> [ACTION ITEM] After finding the line with "while let Some(segment)" in the data below, set down exactly each line through the one with "let remaining: Vec<&str>", inclusive, and stop there.
SUPPLIED MATERIAL Block Start
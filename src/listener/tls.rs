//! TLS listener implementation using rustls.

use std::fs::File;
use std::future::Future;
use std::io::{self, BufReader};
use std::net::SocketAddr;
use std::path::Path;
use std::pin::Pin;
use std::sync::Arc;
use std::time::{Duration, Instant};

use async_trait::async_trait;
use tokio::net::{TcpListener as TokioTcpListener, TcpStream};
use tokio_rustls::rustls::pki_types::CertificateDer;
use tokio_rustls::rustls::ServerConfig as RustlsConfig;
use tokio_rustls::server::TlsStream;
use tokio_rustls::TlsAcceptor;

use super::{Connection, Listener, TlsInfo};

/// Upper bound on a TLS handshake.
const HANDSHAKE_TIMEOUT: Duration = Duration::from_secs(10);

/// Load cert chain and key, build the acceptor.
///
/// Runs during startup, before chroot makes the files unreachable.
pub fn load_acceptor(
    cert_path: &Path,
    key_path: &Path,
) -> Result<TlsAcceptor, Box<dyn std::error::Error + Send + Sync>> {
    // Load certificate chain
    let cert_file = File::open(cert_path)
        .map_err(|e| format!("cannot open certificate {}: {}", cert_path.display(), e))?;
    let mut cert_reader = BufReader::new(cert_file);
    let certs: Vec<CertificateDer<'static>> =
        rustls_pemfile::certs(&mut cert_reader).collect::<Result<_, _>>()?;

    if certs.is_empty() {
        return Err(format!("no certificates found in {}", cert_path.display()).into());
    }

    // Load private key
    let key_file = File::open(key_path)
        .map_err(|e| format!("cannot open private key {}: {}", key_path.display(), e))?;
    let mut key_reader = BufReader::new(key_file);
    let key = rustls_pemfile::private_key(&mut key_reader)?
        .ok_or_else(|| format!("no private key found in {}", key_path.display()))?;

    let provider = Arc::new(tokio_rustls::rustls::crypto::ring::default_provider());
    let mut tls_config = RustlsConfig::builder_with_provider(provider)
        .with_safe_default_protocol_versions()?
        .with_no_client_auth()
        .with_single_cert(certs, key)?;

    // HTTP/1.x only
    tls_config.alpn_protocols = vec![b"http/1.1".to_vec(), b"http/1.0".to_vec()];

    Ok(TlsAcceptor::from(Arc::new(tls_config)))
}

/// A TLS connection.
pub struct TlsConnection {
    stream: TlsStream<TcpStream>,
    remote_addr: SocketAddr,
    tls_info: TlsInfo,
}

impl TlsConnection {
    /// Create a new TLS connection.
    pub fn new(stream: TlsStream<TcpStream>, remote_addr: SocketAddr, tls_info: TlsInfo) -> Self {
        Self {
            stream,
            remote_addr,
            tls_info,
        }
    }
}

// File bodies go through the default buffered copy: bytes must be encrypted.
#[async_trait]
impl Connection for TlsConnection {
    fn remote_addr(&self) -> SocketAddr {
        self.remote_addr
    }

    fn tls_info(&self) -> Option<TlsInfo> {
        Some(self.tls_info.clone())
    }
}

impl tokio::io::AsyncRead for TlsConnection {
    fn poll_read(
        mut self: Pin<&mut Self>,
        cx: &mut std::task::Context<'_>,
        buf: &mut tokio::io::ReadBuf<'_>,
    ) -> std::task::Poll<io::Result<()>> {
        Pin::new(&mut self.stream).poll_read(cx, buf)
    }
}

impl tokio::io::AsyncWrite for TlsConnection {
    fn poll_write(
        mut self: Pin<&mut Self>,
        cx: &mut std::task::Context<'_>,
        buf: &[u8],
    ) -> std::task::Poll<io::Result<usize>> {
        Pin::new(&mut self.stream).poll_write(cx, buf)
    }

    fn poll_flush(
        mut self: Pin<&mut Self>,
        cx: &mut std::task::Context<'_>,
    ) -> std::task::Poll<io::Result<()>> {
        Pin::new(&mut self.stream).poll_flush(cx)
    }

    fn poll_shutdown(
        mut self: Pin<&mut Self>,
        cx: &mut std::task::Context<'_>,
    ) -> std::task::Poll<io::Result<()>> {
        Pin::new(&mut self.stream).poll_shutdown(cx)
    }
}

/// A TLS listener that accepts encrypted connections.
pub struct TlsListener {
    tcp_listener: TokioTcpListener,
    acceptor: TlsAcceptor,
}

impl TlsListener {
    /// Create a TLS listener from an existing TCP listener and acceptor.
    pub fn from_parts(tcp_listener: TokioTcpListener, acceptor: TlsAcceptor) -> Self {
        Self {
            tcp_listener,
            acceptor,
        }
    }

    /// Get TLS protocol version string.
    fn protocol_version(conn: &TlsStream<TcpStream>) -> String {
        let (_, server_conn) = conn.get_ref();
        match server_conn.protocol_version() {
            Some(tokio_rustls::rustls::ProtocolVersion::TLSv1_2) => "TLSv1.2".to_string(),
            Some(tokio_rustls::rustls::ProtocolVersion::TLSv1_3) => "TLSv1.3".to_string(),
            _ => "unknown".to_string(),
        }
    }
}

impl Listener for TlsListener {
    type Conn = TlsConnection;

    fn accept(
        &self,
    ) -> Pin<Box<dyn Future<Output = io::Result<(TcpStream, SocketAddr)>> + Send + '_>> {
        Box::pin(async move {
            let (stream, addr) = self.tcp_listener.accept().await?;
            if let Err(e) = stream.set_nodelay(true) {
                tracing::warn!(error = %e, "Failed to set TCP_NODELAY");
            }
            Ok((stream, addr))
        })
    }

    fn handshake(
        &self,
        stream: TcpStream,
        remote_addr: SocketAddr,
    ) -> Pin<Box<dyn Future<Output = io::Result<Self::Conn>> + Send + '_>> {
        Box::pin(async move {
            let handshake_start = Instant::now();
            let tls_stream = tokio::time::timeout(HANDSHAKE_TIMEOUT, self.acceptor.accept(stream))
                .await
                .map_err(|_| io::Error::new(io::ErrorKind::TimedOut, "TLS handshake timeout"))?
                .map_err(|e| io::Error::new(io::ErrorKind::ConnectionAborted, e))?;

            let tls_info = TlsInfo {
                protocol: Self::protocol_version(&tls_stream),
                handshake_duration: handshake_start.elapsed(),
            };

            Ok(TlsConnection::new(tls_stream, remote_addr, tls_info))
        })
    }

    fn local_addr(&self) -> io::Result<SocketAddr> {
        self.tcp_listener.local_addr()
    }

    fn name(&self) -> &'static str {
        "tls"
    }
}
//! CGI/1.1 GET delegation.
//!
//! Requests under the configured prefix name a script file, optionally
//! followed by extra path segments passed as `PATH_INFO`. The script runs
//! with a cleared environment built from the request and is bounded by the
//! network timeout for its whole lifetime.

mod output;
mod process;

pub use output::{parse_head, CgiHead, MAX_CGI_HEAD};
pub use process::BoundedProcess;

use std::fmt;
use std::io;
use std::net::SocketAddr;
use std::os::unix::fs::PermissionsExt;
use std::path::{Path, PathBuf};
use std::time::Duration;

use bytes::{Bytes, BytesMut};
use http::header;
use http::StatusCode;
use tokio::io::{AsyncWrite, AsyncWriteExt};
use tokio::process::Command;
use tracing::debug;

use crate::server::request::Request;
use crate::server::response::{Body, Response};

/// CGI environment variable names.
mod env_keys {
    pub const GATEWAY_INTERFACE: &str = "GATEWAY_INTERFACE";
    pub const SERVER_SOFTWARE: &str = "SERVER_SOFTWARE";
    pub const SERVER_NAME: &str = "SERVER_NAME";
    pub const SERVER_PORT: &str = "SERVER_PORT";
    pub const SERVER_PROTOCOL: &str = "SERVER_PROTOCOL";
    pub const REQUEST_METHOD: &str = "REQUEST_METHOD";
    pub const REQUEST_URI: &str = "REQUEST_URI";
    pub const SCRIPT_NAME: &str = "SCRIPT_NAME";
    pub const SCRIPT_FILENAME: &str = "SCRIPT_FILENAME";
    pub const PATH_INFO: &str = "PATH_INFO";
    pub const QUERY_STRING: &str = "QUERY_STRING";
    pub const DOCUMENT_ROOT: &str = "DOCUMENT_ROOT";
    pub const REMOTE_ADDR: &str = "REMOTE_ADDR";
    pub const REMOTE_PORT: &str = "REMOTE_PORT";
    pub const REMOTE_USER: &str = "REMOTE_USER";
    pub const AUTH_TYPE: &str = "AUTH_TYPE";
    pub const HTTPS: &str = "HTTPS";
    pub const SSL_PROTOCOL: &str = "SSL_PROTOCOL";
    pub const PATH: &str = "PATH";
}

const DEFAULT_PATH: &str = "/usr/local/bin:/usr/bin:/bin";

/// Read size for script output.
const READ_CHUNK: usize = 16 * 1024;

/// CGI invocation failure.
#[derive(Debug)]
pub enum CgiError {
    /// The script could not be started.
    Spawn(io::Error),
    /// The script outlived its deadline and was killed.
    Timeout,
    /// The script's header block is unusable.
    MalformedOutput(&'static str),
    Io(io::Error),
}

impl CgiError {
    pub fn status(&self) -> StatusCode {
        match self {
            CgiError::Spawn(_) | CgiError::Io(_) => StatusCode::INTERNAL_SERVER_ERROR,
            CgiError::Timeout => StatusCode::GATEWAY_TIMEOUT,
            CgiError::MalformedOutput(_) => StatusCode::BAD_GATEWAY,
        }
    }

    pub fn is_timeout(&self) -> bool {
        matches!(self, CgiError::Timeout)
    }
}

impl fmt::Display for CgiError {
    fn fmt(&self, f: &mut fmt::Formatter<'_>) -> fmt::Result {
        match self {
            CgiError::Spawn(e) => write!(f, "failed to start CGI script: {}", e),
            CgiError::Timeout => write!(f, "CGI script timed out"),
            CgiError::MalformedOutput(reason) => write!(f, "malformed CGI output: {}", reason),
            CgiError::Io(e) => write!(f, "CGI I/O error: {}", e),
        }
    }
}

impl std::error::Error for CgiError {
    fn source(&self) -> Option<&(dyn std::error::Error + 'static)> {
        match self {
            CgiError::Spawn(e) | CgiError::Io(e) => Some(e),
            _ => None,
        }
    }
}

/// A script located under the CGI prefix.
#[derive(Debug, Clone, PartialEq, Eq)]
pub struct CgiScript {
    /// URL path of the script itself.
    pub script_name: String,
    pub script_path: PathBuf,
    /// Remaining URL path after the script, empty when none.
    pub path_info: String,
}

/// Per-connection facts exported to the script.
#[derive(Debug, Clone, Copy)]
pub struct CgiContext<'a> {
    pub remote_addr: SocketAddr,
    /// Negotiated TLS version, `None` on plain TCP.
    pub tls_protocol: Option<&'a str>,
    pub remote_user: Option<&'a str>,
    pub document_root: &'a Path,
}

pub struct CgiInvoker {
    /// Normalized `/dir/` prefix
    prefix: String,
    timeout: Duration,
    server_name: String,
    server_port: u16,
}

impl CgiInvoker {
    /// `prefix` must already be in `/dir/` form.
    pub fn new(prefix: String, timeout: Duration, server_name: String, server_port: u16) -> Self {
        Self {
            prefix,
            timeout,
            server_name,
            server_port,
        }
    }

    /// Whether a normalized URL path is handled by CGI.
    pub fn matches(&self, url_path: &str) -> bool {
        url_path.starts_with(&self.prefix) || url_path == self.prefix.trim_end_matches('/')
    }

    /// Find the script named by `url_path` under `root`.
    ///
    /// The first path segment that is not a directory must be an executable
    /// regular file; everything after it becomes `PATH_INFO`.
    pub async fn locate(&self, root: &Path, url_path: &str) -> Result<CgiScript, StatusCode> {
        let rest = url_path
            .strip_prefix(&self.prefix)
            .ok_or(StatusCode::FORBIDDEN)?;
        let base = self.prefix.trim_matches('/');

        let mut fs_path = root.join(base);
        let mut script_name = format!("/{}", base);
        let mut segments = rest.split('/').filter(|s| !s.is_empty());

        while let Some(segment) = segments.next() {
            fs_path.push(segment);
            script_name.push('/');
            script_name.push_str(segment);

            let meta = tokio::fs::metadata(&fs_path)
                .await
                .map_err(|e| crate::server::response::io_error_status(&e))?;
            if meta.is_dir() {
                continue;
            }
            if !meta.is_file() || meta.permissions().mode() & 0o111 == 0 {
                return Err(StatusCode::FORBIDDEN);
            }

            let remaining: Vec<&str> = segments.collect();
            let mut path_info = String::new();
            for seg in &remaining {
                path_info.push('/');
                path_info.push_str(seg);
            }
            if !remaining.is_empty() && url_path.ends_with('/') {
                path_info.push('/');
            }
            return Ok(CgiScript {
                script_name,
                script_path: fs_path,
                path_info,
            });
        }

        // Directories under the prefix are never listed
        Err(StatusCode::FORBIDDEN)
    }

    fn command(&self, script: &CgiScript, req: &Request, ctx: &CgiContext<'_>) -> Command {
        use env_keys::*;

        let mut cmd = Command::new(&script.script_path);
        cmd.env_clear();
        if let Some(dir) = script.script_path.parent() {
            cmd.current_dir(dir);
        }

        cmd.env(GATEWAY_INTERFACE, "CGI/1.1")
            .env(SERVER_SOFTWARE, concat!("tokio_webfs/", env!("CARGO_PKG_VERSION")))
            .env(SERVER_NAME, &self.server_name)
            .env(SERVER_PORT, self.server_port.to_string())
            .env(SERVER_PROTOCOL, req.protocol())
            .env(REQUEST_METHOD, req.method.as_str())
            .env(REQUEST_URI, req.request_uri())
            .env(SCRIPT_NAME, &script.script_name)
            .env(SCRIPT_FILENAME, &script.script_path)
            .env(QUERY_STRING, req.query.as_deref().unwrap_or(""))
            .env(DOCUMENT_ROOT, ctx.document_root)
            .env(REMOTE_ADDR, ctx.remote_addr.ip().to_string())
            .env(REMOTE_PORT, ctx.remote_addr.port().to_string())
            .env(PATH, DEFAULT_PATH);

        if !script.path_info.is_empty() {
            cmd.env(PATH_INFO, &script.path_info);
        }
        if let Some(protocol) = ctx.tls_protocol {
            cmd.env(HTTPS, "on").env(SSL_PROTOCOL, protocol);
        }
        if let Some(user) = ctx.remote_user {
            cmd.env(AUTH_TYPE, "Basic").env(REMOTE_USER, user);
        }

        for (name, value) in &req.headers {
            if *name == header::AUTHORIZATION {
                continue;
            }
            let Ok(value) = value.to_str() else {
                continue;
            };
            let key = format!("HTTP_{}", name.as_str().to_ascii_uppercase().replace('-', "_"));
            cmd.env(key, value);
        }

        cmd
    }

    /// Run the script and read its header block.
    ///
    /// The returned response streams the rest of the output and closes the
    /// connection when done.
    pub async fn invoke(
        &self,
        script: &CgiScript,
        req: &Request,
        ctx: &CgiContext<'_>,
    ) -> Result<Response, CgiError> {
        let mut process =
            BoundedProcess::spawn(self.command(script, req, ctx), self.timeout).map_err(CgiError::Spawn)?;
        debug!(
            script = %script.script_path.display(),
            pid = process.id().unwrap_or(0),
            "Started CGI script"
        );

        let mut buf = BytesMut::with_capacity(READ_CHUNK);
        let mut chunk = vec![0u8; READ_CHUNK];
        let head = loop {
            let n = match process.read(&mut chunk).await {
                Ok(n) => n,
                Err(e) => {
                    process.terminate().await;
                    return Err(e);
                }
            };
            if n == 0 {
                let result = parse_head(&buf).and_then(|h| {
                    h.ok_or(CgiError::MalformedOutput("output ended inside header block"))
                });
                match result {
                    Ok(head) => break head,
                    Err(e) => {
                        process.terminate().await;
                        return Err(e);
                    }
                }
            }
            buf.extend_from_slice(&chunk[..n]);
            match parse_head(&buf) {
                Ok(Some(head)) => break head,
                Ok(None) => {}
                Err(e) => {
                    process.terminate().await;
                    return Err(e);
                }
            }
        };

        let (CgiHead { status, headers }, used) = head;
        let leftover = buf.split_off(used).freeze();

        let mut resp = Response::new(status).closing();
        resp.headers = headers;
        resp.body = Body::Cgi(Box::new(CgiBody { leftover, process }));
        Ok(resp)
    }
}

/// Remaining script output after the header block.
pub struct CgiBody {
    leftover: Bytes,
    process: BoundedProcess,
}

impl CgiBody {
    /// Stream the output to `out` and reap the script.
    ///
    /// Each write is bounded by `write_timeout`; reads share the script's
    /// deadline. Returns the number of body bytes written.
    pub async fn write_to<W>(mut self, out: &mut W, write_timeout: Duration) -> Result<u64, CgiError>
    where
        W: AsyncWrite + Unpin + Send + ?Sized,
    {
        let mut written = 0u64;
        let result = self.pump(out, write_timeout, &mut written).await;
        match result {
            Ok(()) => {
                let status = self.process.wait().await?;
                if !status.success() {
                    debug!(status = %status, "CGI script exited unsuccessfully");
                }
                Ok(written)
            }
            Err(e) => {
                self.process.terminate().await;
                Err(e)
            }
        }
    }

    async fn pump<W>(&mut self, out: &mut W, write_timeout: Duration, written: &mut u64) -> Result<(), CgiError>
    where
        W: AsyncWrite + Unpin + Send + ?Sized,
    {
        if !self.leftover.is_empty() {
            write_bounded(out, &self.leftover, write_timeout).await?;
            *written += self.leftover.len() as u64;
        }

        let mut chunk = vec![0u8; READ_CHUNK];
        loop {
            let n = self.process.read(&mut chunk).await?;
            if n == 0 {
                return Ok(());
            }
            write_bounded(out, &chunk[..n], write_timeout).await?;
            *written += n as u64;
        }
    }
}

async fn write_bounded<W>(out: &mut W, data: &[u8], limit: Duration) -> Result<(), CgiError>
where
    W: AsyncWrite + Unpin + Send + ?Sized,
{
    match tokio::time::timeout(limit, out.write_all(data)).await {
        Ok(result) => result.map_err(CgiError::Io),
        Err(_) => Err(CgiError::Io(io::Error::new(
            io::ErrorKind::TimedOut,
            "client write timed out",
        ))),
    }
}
SUPPLIED MATERIAL Block End
> [RESPONSE TO THIS EXERCISE]
        while let Some(segment) = segments.next() {
            fs_path.push(segment);
            script_name.push('/');
            script_name.push_str(segment);

            let meta = tokio::fs::metadata(&fs_path)
                .await
                .map_err(|e| crate::server::response::io_error_status(&e))?;
            if meta.is_dir() {
                continue;
            }
            if !meta.is_file() || meta.permissions().mode() & 0o111 == 0 {
                return Err(StatusCode::FORBIDDEN);
            }

            let remaining: Vec<&str> = segments.collect();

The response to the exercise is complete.